I enjoyed my soup in a much different way. Much less methodical, I crumbled as many crackers as my bowl would hold, creating a thick mess of his beautiful creation. He always gave me a hard time about this technique. Every time I employed my style I would be on the receiving end of a glare shot across the table.
“You’re ruining my soup,” he said with a grin.
We would go on to make soup throughout the years, with the last time being about a year before he died. Just when I thought I had mastered the secret recipe he had changed one thing. He no longer to the time to cut each potato to perfection. He made the switch to a frozen potato that was precut and ready to cook. While this had no direct effect on the end result, I realized Dad was no longer able to cut the potatoes as he once did. His cancer had returned. None of the treatments they tried worked and all were taking a toll on his body. He was getting weaker every time I saw and this once; this young, dark-haired man now looked old and gray. It was like looking at my grandfather, not my Dad. He was now a skinny and frail shell of the man I knew. The reality of what was happening hit me hard. I had come to the realization that the times I had gotten to spend with him were more valuable than I ever realized. This time it wasn’t going to be the weekend being over, or my struggles for independence that would end our time together. It was going to be the fact that he could no longer fight the disease that was destroying him.

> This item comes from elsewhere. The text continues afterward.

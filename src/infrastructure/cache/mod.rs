//! Cache infrastructure - process-local identity cache using moka

mod identity;

pub use identity::{IdentityCache, IdentityKey};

During out last moments together, I had come to realize that even though I had missed out on some of the face-to-face interactions growing up, that it wasn’t really about the amount of time we spent together but the quality of that time.
It has been almost five years since Dad died. Whether it is a simple memory of something we did together or one of the lessons he taught me, he is a part of everything I do. As I reflect on our weekends together, the most important of those lessons were taught through cooking. I became more patient every time we would cook together. I was still hungry and ready for the soup to be finished cooking, but I understood the importance of the slow cooking process and patience is now my strongest quality. By following his directions, I learned to listen and pay attention to those who have experience in something I am wanting to learn.
After Dad was gone, I found myself struggling to find things that would remind me of him. I had pictures and a few other things that were daily reminders, but I was looking for something more significant. I finally realized that the memories I had were the key to keeping him with me. Not only the memories of the things we did together but the lessons he taught me during those times. Lessons I didn’t even realize I was learning.
I still make Dad’s potato soup from time to time. I make sure I follow his secret recipe exactly. I still “precisely” measure a pinch of this and a teaspoon of that. I cut the potatoes, celery. and onions in the same way he showed me. I still use an entire sixteen-ounce block of Velveeta cheese. He was right, no other cheese will cut it. It still seems like forever as I wait patiently through the cooking process. Even though I do everything exactly the way he taught me I can never get it to turn out quite as perfect as he did. It is still very good and now I get to enjoy it with my wife. We set the table very simply with the pot of soup, two bowls, two spoons and the box of Ritz crackers. Now she is the one who gives me a hard time as I crumble as many crackers as my bowl can hold.
Creating a thick mess of my beautiful creation.